◆ TASK REQUIREMENTS: Nothing but the lines from the one with "use crate::ipc::helpers;" down to the one with "let rows = stmt" should be returned, exactly and with both ends included, from the material below.
--- DATA SUPPLIED Enclosed Below ---
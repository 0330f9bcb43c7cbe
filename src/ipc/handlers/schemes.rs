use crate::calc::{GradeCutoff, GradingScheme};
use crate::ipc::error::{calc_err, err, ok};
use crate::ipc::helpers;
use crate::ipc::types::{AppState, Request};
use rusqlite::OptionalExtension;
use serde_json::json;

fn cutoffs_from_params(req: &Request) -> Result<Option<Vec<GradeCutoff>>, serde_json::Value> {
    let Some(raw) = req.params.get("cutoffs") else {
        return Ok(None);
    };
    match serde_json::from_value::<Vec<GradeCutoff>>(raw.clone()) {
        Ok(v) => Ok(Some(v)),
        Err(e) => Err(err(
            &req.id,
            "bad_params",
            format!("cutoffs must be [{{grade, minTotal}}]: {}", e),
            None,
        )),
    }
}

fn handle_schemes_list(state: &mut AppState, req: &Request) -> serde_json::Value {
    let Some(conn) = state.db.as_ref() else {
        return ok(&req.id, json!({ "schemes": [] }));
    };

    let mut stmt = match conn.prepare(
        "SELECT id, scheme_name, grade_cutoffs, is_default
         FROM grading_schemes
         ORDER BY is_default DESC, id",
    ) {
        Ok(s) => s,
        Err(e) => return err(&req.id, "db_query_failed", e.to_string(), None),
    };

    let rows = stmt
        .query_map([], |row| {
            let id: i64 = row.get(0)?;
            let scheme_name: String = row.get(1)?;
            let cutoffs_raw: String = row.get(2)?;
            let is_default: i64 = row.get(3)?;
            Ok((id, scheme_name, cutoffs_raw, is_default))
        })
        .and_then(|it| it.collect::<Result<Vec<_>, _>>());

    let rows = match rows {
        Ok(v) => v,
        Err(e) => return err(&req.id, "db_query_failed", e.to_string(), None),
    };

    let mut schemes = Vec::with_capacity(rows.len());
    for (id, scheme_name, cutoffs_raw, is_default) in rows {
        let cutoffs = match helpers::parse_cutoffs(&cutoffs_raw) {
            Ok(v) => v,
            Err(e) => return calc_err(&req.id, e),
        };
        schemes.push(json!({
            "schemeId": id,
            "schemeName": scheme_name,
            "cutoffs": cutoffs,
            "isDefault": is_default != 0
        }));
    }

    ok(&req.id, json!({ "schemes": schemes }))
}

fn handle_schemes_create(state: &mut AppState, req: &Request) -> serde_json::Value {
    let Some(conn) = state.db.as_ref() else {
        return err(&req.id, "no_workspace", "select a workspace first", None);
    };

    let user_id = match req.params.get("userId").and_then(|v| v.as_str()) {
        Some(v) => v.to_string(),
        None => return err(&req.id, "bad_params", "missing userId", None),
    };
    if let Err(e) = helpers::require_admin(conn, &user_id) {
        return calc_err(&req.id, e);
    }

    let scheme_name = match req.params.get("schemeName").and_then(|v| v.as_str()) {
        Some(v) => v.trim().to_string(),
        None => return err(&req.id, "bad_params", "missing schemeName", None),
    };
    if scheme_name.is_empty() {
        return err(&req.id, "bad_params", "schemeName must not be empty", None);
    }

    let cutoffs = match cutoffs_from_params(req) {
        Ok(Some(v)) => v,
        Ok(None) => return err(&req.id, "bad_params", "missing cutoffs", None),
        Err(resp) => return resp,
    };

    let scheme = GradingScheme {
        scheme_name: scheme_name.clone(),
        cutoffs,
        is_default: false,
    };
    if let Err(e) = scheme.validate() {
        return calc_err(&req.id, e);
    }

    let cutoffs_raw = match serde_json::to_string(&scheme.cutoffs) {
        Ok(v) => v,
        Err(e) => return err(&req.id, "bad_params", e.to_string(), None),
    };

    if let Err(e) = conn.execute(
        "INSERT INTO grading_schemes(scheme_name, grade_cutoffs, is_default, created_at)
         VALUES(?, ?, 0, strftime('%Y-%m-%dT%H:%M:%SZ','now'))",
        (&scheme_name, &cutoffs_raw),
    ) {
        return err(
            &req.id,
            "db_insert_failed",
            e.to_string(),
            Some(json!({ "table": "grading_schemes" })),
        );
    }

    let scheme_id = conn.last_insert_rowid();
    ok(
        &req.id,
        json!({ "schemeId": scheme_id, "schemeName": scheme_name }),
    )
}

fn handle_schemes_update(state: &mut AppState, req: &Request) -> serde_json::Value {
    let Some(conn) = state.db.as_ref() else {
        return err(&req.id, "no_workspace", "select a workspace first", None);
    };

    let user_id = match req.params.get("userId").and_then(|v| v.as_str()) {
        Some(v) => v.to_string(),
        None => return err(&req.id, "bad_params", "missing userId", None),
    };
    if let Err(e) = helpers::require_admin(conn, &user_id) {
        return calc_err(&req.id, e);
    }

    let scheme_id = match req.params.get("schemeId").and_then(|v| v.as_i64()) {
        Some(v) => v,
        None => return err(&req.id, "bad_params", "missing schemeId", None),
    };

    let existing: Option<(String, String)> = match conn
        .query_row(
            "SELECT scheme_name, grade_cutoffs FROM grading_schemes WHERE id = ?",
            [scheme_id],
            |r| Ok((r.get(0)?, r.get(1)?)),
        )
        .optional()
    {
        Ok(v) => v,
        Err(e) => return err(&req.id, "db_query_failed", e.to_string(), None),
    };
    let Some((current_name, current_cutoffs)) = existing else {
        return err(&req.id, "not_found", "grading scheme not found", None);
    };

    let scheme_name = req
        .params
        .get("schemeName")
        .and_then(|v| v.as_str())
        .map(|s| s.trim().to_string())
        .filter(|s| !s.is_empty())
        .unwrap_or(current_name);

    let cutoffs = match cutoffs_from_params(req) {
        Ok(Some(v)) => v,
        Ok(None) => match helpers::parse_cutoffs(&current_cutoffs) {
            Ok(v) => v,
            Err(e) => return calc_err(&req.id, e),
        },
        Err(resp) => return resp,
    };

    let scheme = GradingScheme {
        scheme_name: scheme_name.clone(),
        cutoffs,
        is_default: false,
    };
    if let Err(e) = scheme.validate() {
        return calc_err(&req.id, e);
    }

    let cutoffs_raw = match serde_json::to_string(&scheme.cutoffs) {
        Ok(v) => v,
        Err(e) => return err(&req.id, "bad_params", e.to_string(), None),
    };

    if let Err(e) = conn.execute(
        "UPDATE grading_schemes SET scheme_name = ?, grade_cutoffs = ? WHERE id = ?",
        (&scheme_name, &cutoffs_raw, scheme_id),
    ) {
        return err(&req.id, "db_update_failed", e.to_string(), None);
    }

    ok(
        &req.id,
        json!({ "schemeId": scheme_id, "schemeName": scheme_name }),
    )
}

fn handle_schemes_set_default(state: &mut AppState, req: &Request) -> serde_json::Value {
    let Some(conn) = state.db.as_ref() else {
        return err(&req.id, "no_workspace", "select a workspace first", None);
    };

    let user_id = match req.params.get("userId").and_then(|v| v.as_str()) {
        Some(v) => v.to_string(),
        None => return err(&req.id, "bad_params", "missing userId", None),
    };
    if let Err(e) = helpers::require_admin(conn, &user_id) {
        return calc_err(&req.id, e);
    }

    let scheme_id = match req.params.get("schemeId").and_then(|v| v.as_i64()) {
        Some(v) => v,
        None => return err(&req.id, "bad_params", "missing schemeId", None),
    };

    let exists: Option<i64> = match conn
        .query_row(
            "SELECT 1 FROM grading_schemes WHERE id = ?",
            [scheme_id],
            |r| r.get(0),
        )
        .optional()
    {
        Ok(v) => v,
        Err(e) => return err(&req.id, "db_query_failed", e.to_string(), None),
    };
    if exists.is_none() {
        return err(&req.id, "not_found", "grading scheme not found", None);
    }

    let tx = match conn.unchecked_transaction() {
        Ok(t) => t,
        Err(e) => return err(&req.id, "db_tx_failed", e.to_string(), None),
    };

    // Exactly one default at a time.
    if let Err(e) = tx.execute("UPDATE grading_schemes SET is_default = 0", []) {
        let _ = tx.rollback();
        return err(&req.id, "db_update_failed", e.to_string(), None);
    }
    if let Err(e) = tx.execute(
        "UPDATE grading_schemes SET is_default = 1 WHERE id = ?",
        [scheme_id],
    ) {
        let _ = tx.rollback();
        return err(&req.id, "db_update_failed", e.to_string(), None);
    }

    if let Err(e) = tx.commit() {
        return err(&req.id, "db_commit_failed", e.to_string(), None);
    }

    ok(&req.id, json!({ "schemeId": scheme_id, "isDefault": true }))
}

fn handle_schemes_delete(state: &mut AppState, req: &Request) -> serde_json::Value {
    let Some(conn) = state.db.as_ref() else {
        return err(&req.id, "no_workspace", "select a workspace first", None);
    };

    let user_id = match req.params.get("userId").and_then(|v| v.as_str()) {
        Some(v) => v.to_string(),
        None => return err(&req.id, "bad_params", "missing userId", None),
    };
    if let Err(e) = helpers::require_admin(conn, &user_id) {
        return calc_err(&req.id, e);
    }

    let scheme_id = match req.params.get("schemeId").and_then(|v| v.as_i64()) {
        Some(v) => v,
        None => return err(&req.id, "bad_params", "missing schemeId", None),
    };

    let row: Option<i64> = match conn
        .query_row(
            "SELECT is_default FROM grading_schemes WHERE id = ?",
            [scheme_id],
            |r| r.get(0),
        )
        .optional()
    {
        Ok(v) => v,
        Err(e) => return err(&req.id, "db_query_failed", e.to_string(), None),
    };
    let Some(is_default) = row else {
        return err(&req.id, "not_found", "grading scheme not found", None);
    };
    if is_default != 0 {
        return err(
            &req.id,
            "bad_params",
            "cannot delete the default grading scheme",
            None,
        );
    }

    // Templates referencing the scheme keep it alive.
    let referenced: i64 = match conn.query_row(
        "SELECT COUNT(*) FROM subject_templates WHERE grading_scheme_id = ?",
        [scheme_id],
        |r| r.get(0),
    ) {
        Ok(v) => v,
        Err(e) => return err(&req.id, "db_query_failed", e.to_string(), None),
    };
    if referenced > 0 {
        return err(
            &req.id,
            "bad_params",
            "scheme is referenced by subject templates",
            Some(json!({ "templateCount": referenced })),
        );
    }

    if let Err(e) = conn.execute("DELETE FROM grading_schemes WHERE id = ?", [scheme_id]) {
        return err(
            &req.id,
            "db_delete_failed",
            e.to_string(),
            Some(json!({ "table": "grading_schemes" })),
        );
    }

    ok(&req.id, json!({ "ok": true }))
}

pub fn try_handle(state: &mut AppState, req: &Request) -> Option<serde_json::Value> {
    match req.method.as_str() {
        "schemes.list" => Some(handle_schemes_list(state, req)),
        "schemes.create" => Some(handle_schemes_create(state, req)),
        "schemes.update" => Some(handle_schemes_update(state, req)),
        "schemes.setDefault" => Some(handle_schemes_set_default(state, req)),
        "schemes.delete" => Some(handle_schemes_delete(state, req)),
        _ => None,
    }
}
--- End of Enclosed DATA SUPPLIED ---
◆ WRITTEN ANSWER:
use crate::ipc::helpers;
use crate::ipc::types::{AppState, Request};
use rusqlite::OptionalExtension;
use serde_json::json;

fn cutoffs_from_params(req: &Request) -> Result<Option<Vec<GradeCutoff>>, serde_json::Value> {
    let Some(raw) = req.params.get("cutoffs") else {
        return Ok(None);
    };
    match serde_json::from_value::<Vec<GradeCutoff>>(raw.clone()) {
        Ok(v) => Ok(Some(v)),
        Err(e) => Err(err(
            &req.id,
            "bad_params",
            format!("cutoffs must be [{{grade, minTotal}}]: {}", e),
            None,
        )),
    }
}

fn handle_schemes_list(state: &mut AppState, req: &Request) -> serde_json::Value {
    let Some(conn) = state.db.as_ref() else {
        return ok(&req.id, json!({ "schemes": [] }));
    };

    let mut stmt = match conn.prepare(
        "SELECT id, scheme_name, grade_cutoffs, is_default
         FROM grading_schemes
         ORDER BY is_default DESC, id",
    ) {
        Ok(s) => s,
        Err(e) => return err(&req.id, "db_query_failed", e.to_string(), None),
    };

    let rows = stmt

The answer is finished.